A 19 de Setembro de 1982 – há 29 anos e um dia – um investigador informático da Universidade de Carnegie-Mellon chamado Scott Elliot Fahlman enviou a seguinte mensagem eletrónica ao departamento de ciências da computação:
«Proponho a seguinte sequência de caracteres como indicador de piada»
(e escreveu dois pontos, um travessão e o sinal de fechar parêntesis)
«Leiam-nos lateralmente. Na realidade, é mais económico indicar coisas que não são piadas, dado a tendência atual. Para isto, usar»
(e escreveu dois pontos, um travessão e o sinal de abrir parêntesis)
E assim Fahlman se tornou o principal responsável pelos emoticons (ou smileys) baseados na codificação de carateres ASCII e que todos usamos agora.
Conta que a ideia lhe surgiu ao aperceber-se de que muitas vezes as pessoas não interpretavam corretamente o que recebiam através dos bulletim boards (BBS, percursores dos newsgroups), falhando em perceber a intenção sarcástica ou jocosa de determinada mensagem.

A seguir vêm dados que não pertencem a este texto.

//! HTML layout and form components
//!
//! Every page is a [`Page`] wrapping a [`Card`]; the building blocks below
//! keep Tailwind classes in one place.

use maud::{DOCTYPE, Markup, PreEscaped, Render, html};

pub const SITE_NAME: &str = "Auth System";

const TAILWIND_CONFIG: &str = r#"
tailwind.config = {
  theme: { extend: { fontFamily: { sans: ['Inter', 'system-ui', 'sans-serif'] } } }
}
"#;

// ============================================================================
// Layout
// ============================================================================

pub struct Page {
    pub title: String,
    pub content: Markup,
}

impl Page {
    pub fn new(title: impl Into<String>, content: impl Render) -> Self {
        Self {
            title: title.into(),
            content: content.render(),
        }
    }

    /// Page titled `"{server_name} - {title}"`
    pub fn titled(server_name: &str, title: &str, content: impl Render) -> Self {
        Self::new(format!("{} - {}", server_name, title), content)
    }
}

impl Render for Page {
    fn render(&self) -> Markup {
        html! {
            (DOCTYPE)
            html lang="en" {
                head {
                    meta charset="UTF-8";
                    meta name="viewport" content="width=device-width, initial-scale=1.0";
                    title { (self.title) }
                    script src="https://cdn.tailwindcss.com" {}
                    link href="https://fonts.googleapis.com/css2?family=Inter:wght@300;400;500;600;700&display=swap" rel="stylesheet";
                    script { (PreEscaped(TAILWIND_CONFIG)) }
                }
                body class="bg-gray-50 min-h-screen font-sans" {
                    div class="min-h-screen flex flex-col" {
                        header class="bg-white shadow-sm border-b border-gray-200" {
                            div class="max-w-7xl mx-auto px-4 sm:px-6 lg:px-8" {
                                div class="flex justify-between items-center h-16" {
                                    h1 class="text-xl font-bold text-gray-900" { (SITE_NAME) }
                                    nav class="hidden md:flex space-x-8" {
                                        a class="text-gray-600 hover:text-gray-900 transition-colors" href="/" { "Home" }
                                    }
                                }
                            }
                        }

                        main class="flex-1 flex items-center justify-center py-12 px-4 sm:px-6 lg:px-8" {
                            div class="w-full space-y-8" {
                                (self.content)
                            }
                        }

                        footer class="bg-white border-t border-gray-200 py-8" {
                            div class="text-center text-sm text-gray-500" {
                                p { "© 2025 " (SITE_NAME) ". All rights reserved." }
                            }
                        }
                    }
                }
            }
        }
    }
}

impl axum::response::IntoResponse for Page {
    fn into_response(self) -> axum::response::Response {
        self.render().into_response()
    }
}

pub struct Card {
    pub content: Markup,
    pub max_width: Option<String>,
}

impl Card {
    pub fn new(content: impl Render) -> Self {
        Self {
            content: content.render(),
            max_width: None,
        }
    }

    pub fn with_max_width(mut self, max_width: &str) -> Self {
        self.max_width = Some(max_width.to_string());
        self
    }
}

impl Render for Card {
    fn render(&self) -> Markup {
        let width_class = self.max_width.as_deref().unwrap_or("max-w-md");

        html! {
            div class={"bg-white shadow-lg rounded-lg p-8 w-full mx-auto " (width_class)} {
                (self.content)
            }
        }
    }
}

/// Card heading with an optional subtitle
pub fn heading(title: &str, subtitle: Option<&str>) -> Markup {
    html! {
        div class="text-center mb-8" {
            h2 class="text-2xl font-bold text-gray-900" { (title) }
            @if let Some(subtitle) = subtitle {
                p class="text-gray-600 mt-2" { (subtitle) }
            }
        }
    }
}

// ============================================================================
// Feedback
// ============================================================================

#[derive(Debug, Clone, Copy, PartialEq, Eq)]
pub enum AlertKind {
    Success,
    Error,
}

pub struct Alert {
    pub kind: AlertKind,
    pub message: String,
    pub action: Option<Markup>,
}

impl Alert {
    pub fn success(message: impl Into<String>) -> Self {
        Self {
            kind: AlertKind::Success,
            message: message.into(),
            action: None,
        }
    }

    pub fn error(message: impl Into<String>) -> Self {
        Self {
            kind: AlertKind::Error,
            message: message.into(),
            action: None,
        }
    }

    /// Extra line under the message, e.g. a register link
    pub fn with_action(mut self, action: impl Render) -> Self {
        self.action = Some(action.render());
        self
    }
}

impl Render for Alert {
    fn render(&self) -> Markup {
        let (frame, text) = match self.kind {
            AlertKind::Success => ("bg-green-50 border-green-200", "text-green-800"),
            AlertKind::Error => ("bg-red-50 border-red-200", "text-red-800"),
        };

        html! {
            div class={"border rounded-lg p-4 mb-6 " (frame)} role="alert" {
                span class={"font-medium " (text)} { (self.message) }
                @if let Some(action) = &self.action {
                    div class="mt-2" { (action) }
                }
            }
        }
    }
}

/// Success and error alerts for optional query-string messages
pub fn flash(success: Option<&str>, error: Option<&str>) -> Markup {
    html! {
        @if let Some(message) = success.filter(|m| !m.is_empty()) {
            (Alert::success(message))
        }
        @if let Some(message) = error.filter(|m| !m.is_empty()) {
            (Alert::error(message))
        }
    }
}

// ============================================================================
// Forms
// ============================================================================

pub struct InputField {
    pub name: String,
    pub label: Option<String>,
    pub placeholder: Option<String>,
    pub value: Option<String>,
    pub input_type: String,
    pub required: bool,
    pub autocomplete: Option<String>,
    pub min_length: Option<usize>,
    pub hint: Option<String>,
}

impl InputField {
    pub fn new(name: &str) -> Self {
        Self {
            name: name.to_string(),
            label: None,
            placeholder: None,
            value: None,
            input_type: "text".to_string(),
            required: false,
            autocomplete: None,
            min_length: None,
            hint: None,
        }
    }

    pub fn label(mut self, label: &str) -> Self {
        self.label = Some(label.to_string());
        self
    }

    pub fn placeholder(mut self, placeholder: &str) -> Self {
        self.placeholder = Some(placeholder.to_string());
        self
    }

    pub fn value(mut self, value: &str) -> Self {
        self.value = Some(value.to_string());
        self
    }

    pub fn input_type(mut self, input_type: &str) -> Self {
        self.input_type = input_type.to_string();
        self
    }

    pub fn required(mut self, required: bool) -> Self {
        self.required = required;
        self
    }

    pub fn autocomplete(mut self, autocomplete: &str) -> Self {
        self.autocomplete = Some(autocomplete.to_string());
        self
    }

    pub fn min_length(mut self, min_length: usize) -> Self {
        self.min_length = Some(min_length);
        self
    }

    /// Small grey text under the input
    pub fn hint(mut self, hint: &str) -> Self {
        self.hint = Some(hint.to_string());
        self
    }
}

impl Render for InputField {
    fn render(&self) -> Markup {
        if self.input_type == "hidden" {
            return html! {
                input type="hidden" name=(self.name) value=(self.value.as_deref().unwrap_or(""));
            };
        }

        html! {
            div {
                @if let Some(label) = &self.label {
                    label for=(self.name) class="block text-sm font-medium text-gray-700 mb-1" { (label) }
                }
                input
                    type=(self.input_type)
                    name=(self.name)
                    id=(self.name)
                    value=(self.value.as_deref().unwrap_or(""))
                    placeholder=(self.placeholder.as_deref().unwrap_or(""))
                    autocomplete=[self.autocomplete.as_deref()]
                    minlength=[self.min_length]
                    class="block w-full px-3 py-2 border border-gray-300 rounded-lg focus:ring-2 focus:ring-blue-500 focus:border-blue-500"
                    required[self.required];
                @if let Some(hint) = &self.hint {
                    p class="mt-1 text-sm text-gray-500" { (hint) }
                }
            }
        }
    }
}

pub struct SubmitButton {
    pub label: String,
    pub danger: bool,
}

impl SubmitButton {
    pub fn new(label: &str) -> Self {
        Self {
            label: label.to_string(),
            danger: false,
        }
    }

    pub fn danger(mut self) -> Self {
        self.danger = true;
        self
    }
}

impl Render for SubmitButton {
    fn render(&self) -> Markup {
        let color = if self.danger {
            "bg-red-600 hover:bg-red-700 focus:ring-red-500"
        } else {
            "bg-blue-600 hover:bg-blue-700 focus:ring-blue-500"
        };

        html! {
            button type="submit"
                class={"w-full px-4 py-3 border border-transparent text-base font-medium rounded-lg text-white focus:ring-2 " (color)} {
                (self.label)
            }
        }
    }
}

/// Cloudflare Turnstile widget. Renders nothing without a site key.
pub struct TurnstileWidget<'a> {
    pub site_key: Option<&'a str>,
}

impl<'a> TurnstileWidget<'a> {
    pub fn new(site_key: Option<&'a str>) -> Self {
        Self { site_key }
    }
}

impl Render for TurnstileWidget<'_> {
    fn render(&self) -> Markup {
        html! {
            @if let Some(site_key) = self.site_key {
                div class="cf-turnstile" data-sitekey=(site_key) data-theme="light" data-size="normal" {}
                script src="https://challenges.cloudflare.com/turnstile/v0/api.js" async defer {}
            }
        }
    }
}

#[cfg(test)]
mod tests {
    use super::*;

    #[test]
    fn test_page_layout() {
        let page = Page::new("Login", html! { p { "body" } }).render().into_string();
        assert!(page.starts_with("<!DOCTYPE html>"));
        assert!(page.contains("<title>Login</title>"));
        assert!(page.contains("Auth System"));
        assert!(page.contains("<p>body</p>"));
    }

    #[test]
    fn test_page_is_an_html_response() {
        use axum::response::IntoResponse;

        let response = Page::new("Home", html! { p { "hi" } }).into_response();
        assert_eq!(response.status(), axum::http::StatusCode::OK);
        let content_type = response
            .headers()
            .get(axum::http::header::CONTENT_TYPE)
            .and_then(|v| v.to_str().ok())
            .unwrap_or_default();
        assert!(content_type.starts_with("text/html"));
    }

    #[test]
    fn test_titled_page() {
        let page = Page::titled("id.example.com", "Login", html! {});
        assert_eq!(page.title, "id.example.com - Login");
    }

    #[test]
    fn test_alert_escapes_message() {
        let html = Alert::error("<script>x</script>").render().into_string();
        assert!(html.contains("&lt;script&gt;"));
        assert!(html.contains("text-red-800"));
    }

    #[test]
    fn test_alert_action_line() {
        let html = Alert::error("User not found. Please register first.")
            .with_action(html! { a href="/account/register" { "Click here to register" } })
            .render()
            .into_string();
        assert!(html.contains("href=\"/account/register\""));
    }

    #[test]
    fn test_flash_skips_empty_messages() {
        assert!(flash(None, Some("")).into_string().is_empty());
        assert!(flash(Some("Saved"), None).into_string().contains("Saved"));
    }

    #[test]
    fn test_input_field() {
        let html = InputField::new("password")
            .label("Password")
            .input_type("password")
            .min_length(6)
            .required(true)
            .render()
            .into_string();
        assert!(html.contains("type=\"password\""));
        assert!(html.contains("minlength=\"6\""));
        assert!(html.contains("required"));
        assert!(!html.contains("autocomplete"));
    }

    #[test]
    fn test_hidden_input_has_no_label() {
        let html = InputField::new("token")
            .label("Token")
            .input_type("hidden")
            .value("abc")
            .render()
            .into_string();
        assert!(html.contains("value=\"abc\""));
        assert!(!html.contains("<label"));
    }

    #[test]
    fn test_turnstile_widget_optional() {
        assert!(TurnstileWidget::new(None).render().into_string().is_empty());
        let html = TurnstileWidget::new(Some("0x4AAA")).render().into_string();
        assert!(html.contains("data-sitekey=\"0x4AAA\""));
    }
}
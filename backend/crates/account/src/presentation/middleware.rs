//! Session Middleware
//!
//! Guards protected routes. A valid session cookie puts an
//! [`AuthenticatedUser`] into the request extensions; anything else is
//! redirected to the login page.

use axum::body::Body;
use axum::extract::State;
use axum::http::Request;
use axum::middleware::Next;
use axum::response::{IntoResponse, Redirect, Response};
use std::sync::Arc;

use crate::application::CheckSessionUseCase;
use crate::application::config::AccountConfig;
use crate::domain::repository::{SessionRepository, UserGroupRepository, UserRepository};
use crate::error::AccountError;

pub const LOGIN_PATH: &str = "/account/login";

/// Middleware state
#[derive(Clone)]
pub struct SessionGuardState<R>
where
    R: UserRepository + SessionRepository + UserGroupRepository + Clone + Send + Sync + 'static,
{
    pub repo: Arc<R>,
    pub config: Arc<AccountConfig>,
}

/// Middleware that requires a valid login session
pub async fn require_session<R>(
    State(state): State<SessionGuardState<R>>,
    mut req: Request<Body>,
    next: Next,
) -> Result<Response, Response>
where
    R: UserRepository + SessionRepository + UserGroupRepository + Clone + Send + Sync + 'static,
{
    let Some(token) =
        platform::cookie::extract_cookie(req.headers(), &state.config.session_cookie_name)
    else {
        tracing::debug!(path = %req.uri().path(), "No session cookie");
        return Err(Redirect::to(LOGIN_PATH).into_response());
    };

    let use_case = CheckSessionUseCase::new(
        state.repo.clone(),
        state.repo.clone(),
        state.repo.clone(),
        state.config.clone(),
    );

    match use_case.execute(&token).await {
        Ok(viewer) => {
            req.extensions_mut().insert(viewer);
            Ok(next.run(req).await)
        }
        Err(AccountError::SessionInvalid) => {
            tracing::warn!(path = %req.uri().path(), "Invalid session");
            Err(Redirect::to(LOGIN_PATH).into_response())
        }
        Err(e) => Err(e.into_response()),
    }
}
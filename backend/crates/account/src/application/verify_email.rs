//! Verify Email Use Case
//!
//! Consumes an email verification token and applies the address.

use std::sync::Arc;

use crate::domain::repository::{EmailVerificationTokenRepository, UserRepository};
use crate::domain::value_object::{Email, TokenHash, TokenPurpose, UserId};
use crate::error::{AccountError, AccountResult};

const PURPOSE: TokenPurpose = TokenPurpose::EmailVerification;

#[derive(Debug)]
pub struct VerifiedEmail {
    pub user_id: UserId,
    pub email: Email,
}

pub struct VerifyEmailUseCase<U, E>
where
    U: UserRepository,
    E: EmailVerificationTokenRepository,
{
    user_repo: Arc<U>,
    token_repo: Arc<E>,
}

impl<U, E> VerifyEmailUseCase<U, E>
where
    U: UserRepository,
    E: EmailVerificationTokenRepository,
{
    pub fn new(user_repo: Arc<U>, token_repo: Arc<E>) -> Self {
        Self {
            user_repo,
            token_repo,
        }
    }

    pub async fn execute(&self, token: Option<&str>) -> AccountResult<VerifiedEmail> {
        let token = token
            .map(str::trim)
            .filter(|t| !t.is_empty())
            .ok_or(AccountError::TokenMissing(PURPOSE))?;

        let hash = TokenHash::of(token);
        let row = self
            .token_repo
            .find_by_hash(&hash)
            .await?
            .ok_or(AccountError::TokenInvalid(PURPOSE))?;

        if row.is_expired() {
            self.token_repo.delete(&hash).await?;
            return Err(AccountError::TokenExpired(PURPOSE));
        }

        if self
            .user_repo
            .exists_by_email(&row.email, Some(&row.user_id))
            .await?
        {
            return Err(AccountError::EmailInUse);
        }

        let mut user = self
            .user_repo
            .find_by_id(&row.user_id)
            .await?
            .ok_or(AccountError::TokenInvalid(PURPOSE))?;

        if !self.token_repo.delete(&hash).await? {
            return Err(AccountError::TokenInvalid(PURPOSE));
        }

        user.confirm_email(row.email.clone());
        self.user_repo.update(&user).await.map_err(|e| match e {
            AccountError::EmailTaken => AccountError::EmailInUse,
            other => other,
        })?;

        tracing::info!(user_id = %user.user_id, "Email verified");

        Ok(VerifiedEmail {
            user_id: user.user_id,
            email: row.email,
        })
    }
}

Lembrou-se então de criar dois indicadores que ajudassem a perceber se uma determinada mensagem devia ser encarada humoristicamente ou, pelo contrário, era para ser levada a sério. A intenção original do segundo smiley não era a de expressar tristeza, como sucede hoje, mas seriedade.
Fahlman conta a história toda num texto publicado na sua página pessoal. A revista Wired – de onde tirei esta informação – escreveu um artigo sobre o inventor dos smileys e fez uma resenha histórica de ideias semelhantes que ocorreram no passado mas que, por alguma razão, nunca chegaram a pegar.
Uma adenda
Talvez esteja enganado, mas é fácil distinguir entre um geek da velha guarda e um geek mais jovem: este escreve o smiley sem o travessão; o da velha guarda escreve-o como Fahlman o idealizou. Um acordo ortográfico aplicado aos emoticons?